Exercise instructions: Your task is to repeat exactly the lines below between the line holding "128 + status.signal().unwrap_or_default())" and the line holding "use std::thread::JoinHandle;", inclusive, and only those.

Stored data
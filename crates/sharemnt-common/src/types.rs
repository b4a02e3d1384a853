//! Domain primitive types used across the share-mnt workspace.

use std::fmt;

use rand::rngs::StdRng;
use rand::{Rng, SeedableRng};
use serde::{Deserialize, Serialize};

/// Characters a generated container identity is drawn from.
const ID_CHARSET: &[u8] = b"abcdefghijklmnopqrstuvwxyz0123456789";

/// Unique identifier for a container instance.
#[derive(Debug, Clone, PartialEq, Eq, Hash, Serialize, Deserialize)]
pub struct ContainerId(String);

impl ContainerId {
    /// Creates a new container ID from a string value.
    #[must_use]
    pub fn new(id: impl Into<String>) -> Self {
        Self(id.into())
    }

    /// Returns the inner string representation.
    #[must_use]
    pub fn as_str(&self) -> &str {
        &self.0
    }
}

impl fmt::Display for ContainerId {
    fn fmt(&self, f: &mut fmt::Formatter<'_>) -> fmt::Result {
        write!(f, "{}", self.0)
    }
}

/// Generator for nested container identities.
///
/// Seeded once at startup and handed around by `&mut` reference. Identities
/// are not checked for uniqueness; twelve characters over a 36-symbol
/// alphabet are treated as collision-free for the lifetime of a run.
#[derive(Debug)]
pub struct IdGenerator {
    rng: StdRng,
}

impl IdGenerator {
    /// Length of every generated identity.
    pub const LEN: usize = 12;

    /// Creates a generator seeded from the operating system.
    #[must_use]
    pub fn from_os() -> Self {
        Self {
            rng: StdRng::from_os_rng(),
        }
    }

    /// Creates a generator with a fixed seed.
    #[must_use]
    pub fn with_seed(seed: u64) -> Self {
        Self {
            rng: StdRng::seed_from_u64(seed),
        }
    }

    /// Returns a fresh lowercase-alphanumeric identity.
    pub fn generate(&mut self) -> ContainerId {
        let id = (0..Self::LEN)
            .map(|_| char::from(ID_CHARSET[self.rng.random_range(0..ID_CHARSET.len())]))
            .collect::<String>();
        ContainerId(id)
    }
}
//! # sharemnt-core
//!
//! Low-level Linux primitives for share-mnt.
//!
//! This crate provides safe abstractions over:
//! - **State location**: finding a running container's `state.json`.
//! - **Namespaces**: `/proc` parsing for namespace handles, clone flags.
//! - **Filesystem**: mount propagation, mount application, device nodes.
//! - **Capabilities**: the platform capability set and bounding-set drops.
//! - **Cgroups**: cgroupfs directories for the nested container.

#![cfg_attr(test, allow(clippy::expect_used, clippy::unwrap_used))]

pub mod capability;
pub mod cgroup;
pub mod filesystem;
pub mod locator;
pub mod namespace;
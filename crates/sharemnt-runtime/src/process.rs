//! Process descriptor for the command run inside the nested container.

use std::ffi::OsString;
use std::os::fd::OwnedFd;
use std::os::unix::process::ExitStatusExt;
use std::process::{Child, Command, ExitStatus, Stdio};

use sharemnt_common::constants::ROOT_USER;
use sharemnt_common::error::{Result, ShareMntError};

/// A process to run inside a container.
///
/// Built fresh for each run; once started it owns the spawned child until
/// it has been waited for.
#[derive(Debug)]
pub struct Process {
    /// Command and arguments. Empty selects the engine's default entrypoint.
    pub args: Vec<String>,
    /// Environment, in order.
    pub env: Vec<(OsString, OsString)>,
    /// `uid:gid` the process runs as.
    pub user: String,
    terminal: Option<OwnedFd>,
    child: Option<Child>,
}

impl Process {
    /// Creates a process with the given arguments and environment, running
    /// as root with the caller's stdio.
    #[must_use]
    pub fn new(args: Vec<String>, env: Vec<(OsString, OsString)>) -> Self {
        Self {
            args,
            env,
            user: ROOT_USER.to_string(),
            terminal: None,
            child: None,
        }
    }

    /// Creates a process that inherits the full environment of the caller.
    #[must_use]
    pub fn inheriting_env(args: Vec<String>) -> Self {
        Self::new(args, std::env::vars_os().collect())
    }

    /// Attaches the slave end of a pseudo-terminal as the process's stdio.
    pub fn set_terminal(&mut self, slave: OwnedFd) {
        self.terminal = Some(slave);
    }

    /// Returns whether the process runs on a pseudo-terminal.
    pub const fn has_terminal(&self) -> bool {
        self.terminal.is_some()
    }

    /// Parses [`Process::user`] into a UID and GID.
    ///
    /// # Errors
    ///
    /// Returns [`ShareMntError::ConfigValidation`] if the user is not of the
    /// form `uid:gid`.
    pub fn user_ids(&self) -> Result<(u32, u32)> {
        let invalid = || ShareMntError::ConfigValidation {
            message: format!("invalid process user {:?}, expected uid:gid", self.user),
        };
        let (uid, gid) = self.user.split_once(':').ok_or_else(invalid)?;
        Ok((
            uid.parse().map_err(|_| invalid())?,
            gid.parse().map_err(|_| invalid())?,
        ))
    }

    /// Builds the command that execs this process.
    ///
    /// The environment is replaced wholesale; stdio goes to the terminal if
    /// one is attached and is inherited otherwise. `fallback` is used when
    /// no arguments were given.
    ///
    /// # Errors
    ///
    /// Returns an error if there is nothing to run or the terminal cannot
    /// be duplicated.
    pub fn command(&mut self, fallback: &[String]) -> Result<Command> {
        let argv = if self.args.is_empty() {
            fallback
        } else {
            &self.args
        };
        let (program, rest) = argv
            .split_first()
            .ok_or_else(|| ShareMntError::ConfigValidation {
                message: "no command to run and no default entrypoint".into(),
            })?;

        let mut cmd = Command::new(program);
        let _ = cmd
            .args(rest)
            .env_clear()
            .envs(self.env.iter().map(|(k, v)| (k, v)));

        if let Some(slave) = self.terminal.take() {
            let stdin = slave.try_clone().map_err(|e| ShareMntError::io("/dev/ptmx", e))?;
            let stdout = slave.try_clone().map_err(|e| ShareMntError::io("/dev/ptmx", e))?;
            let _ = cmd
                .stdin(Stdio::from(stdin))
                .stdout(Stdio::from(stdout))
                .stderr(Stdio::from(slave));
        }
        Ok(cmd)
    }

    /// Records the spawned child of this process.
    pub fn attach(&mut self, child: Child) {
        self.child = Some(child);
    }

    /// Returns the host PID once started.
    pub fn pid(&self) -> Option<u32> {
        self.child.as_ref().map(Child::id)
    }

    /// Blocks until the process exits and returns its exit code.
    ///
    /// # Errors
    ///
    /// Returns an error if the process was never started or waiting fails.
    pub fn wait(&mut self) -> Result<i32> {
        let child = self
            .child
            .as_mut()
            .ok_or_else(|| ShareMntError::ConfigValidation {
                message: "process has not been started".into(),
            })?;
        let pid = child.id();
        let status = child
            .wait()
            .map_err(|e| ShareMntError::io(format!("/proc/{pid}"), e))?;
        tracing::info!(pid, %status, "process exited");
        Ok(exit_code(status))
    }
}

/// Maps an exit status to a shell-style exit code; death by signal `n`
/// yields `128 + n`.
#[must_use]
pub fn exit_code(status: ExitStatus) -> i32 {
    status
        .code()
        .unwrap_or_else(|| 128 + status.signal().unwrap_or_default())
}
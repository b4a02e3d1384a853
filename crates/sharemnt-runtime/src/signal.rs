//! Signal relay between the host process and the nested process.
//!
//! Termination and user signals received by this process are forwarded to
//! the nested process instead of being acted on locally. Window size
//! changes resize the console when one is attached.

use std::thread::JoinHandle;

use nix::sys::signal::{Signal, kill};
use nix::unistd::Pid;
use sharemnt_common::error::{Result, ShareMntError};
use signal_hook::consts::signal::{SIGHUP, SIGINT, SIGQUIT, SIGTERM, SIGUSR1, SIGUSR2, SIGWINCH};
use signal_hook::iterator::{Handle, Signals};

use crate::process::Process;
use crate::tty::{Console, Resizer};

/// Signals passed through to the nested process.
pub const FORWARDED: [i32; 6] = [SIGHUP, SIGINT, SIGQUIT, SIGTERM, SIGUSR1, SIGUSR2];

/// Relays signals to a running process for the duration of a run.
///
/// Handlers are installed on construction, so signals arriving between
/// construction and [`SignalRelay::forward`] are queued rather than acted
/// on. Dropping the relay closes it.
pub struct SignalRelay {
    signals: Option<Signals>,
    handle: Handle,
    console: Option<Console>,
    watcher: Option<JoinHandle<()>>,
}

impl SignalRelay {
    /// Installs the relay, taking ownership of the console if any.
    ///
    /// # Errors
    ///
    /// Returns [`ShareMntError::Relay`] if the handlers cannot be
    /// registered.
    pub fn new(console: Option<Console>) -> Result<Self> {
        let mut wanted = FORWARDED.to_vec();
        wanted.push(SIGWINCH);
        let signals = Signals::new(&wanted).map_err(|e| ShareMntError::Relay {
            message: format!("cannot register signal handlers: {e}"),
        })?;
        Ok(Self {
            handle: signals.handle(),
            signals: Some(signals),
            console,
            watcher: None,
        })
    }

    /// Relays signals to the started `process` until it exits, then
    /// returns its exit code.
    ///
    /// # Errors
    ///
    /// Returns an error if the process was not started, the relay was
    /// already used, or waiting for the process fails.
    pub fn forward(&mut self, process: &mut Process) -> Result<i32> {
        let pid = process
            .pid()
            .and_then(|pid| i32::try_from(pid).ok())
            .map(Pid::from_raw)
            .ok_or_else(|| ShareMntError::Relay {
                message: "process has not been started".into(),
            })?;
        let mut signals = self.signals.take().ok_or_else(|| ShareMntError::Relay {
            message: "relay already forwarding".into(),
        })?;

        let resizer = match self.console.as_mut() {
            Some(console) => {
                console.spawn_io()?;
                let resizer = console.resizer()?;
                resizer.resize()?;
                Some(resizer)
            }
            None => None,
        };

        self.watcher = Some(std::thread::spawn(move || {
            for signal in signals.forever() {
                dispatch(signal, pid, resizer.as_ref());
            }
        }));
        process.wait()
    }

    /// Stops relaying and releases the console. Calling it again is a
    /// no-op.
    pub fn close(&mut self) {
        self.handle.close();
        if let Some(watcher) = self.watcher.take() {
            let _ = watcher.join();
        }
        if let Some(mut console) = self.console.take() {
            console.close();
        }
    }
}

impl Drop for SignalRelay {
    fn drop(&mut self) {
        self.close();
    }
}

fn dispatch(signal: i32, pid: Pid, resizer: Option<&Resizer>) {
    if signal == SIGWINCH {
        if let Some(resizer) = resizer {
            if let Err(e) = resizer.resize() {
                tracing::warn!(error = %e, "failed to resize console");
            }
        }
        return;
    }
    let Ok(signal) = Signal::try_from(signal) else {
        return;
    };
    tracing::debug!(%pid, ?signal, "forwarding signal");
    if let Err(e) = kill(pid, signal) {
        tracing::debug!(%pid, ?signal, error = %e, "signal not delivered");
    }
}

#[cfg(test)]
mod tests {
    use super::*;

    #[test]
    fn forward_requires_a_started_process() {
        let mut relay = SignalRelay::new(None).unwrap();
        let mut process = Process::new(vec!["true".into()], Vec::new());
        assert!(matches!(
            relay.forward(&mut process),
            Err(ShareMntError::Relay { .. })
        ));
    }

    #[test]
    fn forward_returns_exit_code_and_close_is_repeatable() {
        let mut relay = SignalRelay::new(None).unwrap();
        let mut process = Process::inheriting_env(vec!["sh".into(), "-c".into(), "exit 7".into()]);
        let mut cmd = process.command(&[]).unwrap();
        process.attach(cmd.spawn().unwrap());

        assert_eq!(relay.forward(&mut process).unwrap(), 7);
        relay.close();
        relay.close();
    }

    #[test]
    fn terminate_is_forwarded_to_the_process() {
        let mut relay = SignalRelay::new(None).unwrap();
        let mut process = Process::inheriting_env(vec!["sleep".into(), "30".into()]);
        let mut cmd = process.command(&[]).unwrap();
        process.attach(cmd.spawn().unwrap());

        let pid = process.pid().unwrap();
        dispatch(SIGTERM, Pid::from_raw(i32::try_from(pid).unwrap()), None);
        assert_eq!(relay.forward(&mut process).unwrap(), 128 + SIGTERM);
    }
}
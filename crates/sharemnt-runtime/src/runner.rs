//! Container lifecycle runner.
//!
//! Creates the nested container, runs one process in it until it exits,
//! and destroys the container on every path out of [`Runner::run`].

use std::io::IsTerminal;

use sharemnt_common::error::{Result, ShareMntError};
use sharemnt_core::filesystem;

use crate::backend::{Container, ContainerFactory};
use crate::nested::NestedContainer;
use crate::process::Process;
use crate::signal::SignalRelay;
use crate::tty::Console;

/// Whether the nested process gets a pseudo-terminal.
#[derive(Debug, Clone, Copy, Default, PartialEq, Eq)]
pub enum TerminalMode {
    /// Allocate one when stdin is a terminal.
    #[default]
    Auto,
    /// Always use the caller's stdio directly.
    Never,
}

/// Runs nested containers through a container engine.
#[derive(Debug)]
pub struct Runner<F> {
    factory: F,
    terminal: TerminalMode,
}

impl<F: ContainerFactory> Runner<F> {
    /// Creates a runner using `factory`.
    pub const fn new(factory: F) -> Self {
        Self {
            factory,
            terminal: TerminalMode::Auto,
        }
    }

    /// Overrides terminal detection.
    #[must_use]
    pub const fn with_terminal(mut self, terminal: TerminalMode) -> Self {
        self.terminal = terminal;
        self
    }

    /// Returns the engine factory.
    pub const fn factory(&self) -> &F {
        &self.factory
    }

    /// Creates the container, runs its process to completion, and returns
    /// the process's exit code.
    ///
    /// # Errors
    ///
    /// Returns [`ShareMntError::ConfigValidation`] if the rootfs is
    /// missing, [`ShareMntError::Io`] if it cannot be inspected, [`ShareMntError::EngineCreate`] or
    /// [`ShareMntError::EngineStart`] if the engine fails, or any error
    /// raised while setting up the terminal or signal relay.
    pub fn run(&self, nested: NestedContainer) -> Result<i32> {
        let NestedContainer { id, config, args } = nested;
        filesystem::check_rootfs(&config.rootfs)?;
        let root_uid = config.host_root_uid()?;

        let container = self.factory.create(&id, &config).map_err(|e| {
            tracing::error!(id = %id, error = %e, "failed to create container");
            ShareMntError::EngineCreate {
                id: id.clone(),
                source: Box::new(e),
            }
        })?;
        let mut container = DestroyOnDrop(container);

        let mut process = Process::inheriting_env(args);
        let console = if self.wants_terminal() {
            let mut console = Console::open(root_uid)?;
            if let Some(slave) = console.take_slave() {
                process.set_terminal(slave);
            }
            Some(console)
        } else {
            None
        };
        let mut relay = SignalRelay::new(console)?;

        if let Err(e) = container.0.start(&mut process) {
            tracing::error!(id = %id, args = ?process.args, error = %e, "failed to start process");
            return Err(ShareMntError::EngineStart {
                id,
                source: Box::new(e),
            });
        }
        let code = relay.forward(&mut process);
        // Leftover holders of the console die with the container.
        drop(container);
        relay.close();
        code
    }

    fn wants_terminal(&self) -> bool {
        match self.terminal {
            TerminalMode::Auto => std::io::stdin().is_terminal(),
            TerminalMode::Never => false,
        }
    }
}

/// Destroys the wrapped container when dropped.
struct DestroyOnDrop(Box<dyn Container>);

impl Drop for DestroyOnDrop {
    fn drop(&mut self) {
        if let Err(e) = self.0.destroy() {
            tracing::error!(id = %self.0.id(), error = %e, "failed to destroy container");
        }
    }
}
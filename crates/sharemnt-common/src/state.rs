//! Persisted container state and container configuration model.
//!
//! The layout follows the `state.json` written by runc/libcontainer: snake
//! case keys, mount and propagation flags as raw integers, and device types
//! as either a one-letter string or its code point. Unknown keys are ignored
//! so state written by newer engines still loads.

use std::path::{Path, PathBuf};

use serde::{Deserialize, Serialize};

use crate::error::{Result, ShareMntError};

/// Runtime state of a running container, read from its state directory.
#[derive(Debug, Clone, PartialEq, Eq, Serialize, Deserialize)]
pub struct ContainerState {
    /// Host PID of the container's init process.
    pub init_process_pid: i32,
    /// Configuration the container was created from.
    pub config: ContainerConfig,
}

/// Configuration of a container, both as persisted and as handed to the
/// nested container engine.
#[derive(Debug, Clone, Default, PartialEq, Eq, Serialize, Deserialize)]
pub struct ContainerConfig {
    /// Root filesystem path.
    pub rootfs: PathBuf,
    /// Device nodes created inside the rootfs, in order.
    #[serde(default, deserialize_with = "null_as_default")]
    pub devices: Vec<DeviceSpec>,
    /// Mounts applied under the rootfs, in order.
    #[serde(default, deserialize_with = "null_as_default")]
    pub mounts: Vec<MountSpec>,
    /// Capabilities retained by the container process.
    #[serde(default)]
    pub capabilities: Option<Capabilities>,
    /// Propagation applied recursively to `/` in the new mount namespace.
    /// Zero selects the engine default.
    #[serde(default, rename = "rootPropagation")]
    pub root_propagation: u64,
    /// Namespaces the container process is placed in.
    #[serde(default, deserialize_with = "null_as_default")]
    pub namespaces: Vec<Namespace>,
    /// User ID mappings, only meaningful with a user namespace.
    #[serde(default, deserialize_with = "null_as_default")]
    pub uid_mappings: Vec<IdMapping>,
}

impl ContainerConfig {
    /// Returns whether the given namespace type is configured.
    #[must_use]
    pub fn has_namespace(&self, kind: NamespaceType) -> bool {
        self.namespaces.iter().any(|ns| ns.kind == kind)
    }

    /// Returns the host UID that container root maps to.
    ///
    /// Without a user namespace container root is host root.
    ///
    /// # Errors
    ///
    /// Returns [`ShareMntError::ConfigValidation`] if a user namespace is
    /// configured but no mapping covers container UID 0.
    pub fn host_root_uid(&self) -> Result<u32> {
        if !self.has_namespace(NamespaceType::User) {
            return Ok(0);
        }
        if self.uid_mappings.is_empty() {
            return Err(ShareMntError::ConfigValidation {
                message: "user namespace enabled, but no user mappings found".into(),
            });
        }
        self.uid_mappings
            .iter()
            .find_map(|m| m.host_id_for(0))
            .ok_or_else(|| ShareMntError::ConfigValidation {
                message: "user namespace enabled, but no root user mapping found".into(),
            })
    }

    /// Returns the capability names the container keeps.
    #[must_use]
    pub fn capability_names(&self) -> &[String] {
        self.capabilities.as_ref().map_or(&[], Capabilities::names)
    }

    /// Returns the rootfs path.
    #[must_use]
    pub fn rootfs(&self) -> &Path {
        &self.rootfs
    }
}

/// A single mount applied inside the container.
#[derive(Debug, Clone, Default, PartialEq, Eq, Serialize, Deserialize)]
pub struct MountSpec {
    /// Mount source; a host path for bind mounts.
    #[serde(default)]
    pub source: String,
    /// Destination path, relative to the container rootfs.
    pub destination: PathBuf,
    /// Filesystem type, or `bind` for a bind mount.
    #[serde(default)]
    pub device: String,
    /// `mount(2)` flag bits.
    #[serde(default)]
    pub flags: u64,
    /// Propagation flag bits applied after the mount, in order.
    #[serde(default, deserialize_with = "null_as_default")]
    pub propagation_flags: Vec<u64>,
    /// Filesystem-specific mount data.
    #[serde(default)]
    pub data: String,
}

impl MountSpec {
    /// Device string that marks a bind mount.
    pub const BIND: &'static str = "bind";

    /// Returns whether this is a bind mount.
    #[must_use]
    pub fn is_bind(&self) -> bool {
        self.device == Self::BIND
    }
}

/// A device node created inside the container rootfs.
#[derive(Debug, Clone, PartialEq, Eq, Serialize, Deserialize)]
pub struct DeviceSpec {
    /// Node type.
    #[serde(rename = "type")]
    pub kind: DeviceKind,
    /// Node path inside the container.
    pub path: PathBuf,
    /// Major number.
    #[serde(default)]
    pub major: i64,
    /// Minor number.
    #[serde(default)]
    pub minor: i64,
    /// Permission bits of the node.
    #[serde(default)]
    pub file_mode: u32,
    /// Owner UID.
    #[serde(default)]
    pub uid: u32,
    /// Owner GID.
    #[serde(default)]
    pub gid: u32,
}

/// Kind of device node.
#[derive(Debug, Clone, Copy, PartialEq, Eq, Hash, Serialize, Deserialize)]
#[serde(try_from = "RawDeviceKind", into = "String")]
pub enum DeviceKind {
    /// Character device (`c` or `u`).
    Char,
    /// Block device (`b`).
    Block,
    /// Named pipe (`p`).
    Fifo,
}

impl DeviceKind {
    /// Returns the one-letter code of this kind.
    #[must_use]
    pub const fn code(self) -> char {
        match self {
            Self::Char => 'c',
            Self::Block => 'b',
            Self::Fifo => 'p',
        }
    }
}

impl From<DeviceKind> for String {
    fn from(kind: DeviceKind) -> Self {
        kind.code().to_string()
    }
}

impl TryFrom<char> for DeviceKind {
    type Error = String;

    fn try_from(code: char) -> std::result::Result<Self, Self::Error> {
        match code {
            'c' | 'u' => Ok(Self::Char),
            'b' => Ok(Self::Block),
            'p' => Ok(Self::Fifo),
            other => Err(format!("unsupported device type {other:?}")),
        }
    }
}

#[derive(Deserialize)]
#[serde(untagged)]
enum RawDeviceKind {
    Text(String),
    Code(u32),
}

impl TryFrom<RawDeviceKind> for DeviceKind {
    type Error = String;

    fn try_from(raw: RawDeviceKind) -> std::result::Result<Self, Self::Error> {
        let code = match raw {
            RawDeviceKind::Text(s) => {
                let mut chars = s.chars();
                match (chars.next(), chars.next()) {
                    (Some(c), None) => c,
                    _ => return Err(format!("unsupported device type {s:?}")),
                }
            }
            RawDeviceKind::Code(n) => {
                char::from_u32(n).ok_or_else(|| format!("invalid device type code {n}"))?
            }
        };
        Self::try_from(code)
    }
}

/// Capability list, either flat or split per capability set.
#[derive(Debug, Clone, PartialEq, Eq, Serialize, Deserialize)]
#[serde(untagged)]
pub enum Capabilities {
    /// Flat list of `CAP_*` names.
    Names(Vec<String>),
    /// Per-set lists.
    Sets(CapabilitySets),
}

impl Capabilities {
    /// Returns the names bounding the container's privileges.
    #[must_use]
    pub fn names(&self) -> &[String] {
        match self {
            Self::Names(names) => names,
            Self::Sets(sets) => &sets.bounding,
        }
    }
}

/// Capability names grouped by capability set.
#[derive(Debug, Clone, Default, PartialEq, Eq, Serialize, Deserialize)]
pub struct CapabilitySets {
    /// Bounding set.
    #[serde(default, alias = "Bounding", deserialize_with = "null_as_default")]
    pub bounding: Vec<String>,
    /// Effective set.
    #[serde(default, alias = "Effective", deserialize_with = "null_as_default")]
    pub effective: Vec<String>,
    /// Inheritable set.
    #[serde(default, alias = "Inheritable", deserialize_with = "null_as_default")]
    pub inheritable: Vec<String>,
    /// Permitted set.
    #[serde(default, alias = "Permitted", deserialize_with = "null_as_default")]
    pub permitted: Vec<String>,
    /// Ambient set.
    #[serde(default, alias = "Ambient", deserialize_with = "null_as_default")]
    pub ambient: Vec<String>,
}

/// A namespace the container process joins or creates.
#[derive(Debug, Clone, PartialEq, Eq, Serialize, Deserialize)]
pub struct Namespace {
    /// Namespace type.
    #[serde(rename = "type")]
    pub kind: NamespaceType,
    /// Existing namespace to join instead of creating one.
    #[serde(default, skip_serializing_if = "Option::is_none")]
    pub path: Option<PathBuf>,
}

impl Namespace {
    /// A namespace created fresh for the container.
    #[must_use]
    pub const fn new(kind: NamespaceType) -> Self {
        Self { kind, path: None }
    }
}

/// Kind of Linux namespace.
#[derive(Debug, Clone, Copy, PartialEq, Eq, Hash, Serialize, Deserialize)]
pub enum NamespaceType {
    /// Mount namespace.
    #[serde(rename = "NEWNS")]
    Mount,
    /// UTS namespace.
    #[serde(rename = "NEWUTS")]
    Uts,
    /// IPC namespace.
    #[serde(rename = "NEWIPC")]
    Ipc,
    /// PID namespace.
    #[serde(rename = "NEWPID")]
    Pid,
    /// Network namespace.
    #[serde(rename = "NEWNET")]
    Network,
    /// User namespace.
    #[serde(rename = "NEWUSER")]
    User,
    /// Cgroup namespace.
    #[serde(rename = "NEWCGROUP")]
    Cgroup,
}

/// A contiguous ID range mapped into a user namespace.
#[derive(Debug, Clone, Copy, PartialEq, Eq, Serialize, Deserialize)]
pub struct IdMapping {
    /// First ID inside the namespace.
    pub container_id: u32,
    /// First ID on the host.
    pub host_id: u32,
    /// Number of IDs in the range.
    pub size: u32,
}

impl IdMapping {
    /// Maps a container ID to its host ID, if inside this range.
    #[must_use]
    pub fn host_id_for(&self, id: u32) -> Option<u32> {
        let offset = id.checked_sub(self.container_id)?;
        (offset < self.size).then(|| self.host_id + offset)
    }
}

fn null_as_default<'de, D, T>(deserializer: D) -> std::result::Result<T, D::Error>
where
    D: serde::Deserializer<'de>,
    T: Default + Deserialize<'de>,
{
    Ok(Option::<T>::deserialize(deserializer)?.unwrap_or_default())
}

Solution for this task:
        .unwrap_or_else(|| 128 + status.signal().unwrap_or_default())
}
repository b4a02e3d1384a853
filename crates/sharemnt-runtime/src/signal.rs
//! Signal relay between the host process and the nested process.
//!
//! Termination and user signals received by this process are forwarded to
//! the nested process instead of being acted on locally. Window size
//! changes resize the console when one is attached.

use std::thread::JoinHandle;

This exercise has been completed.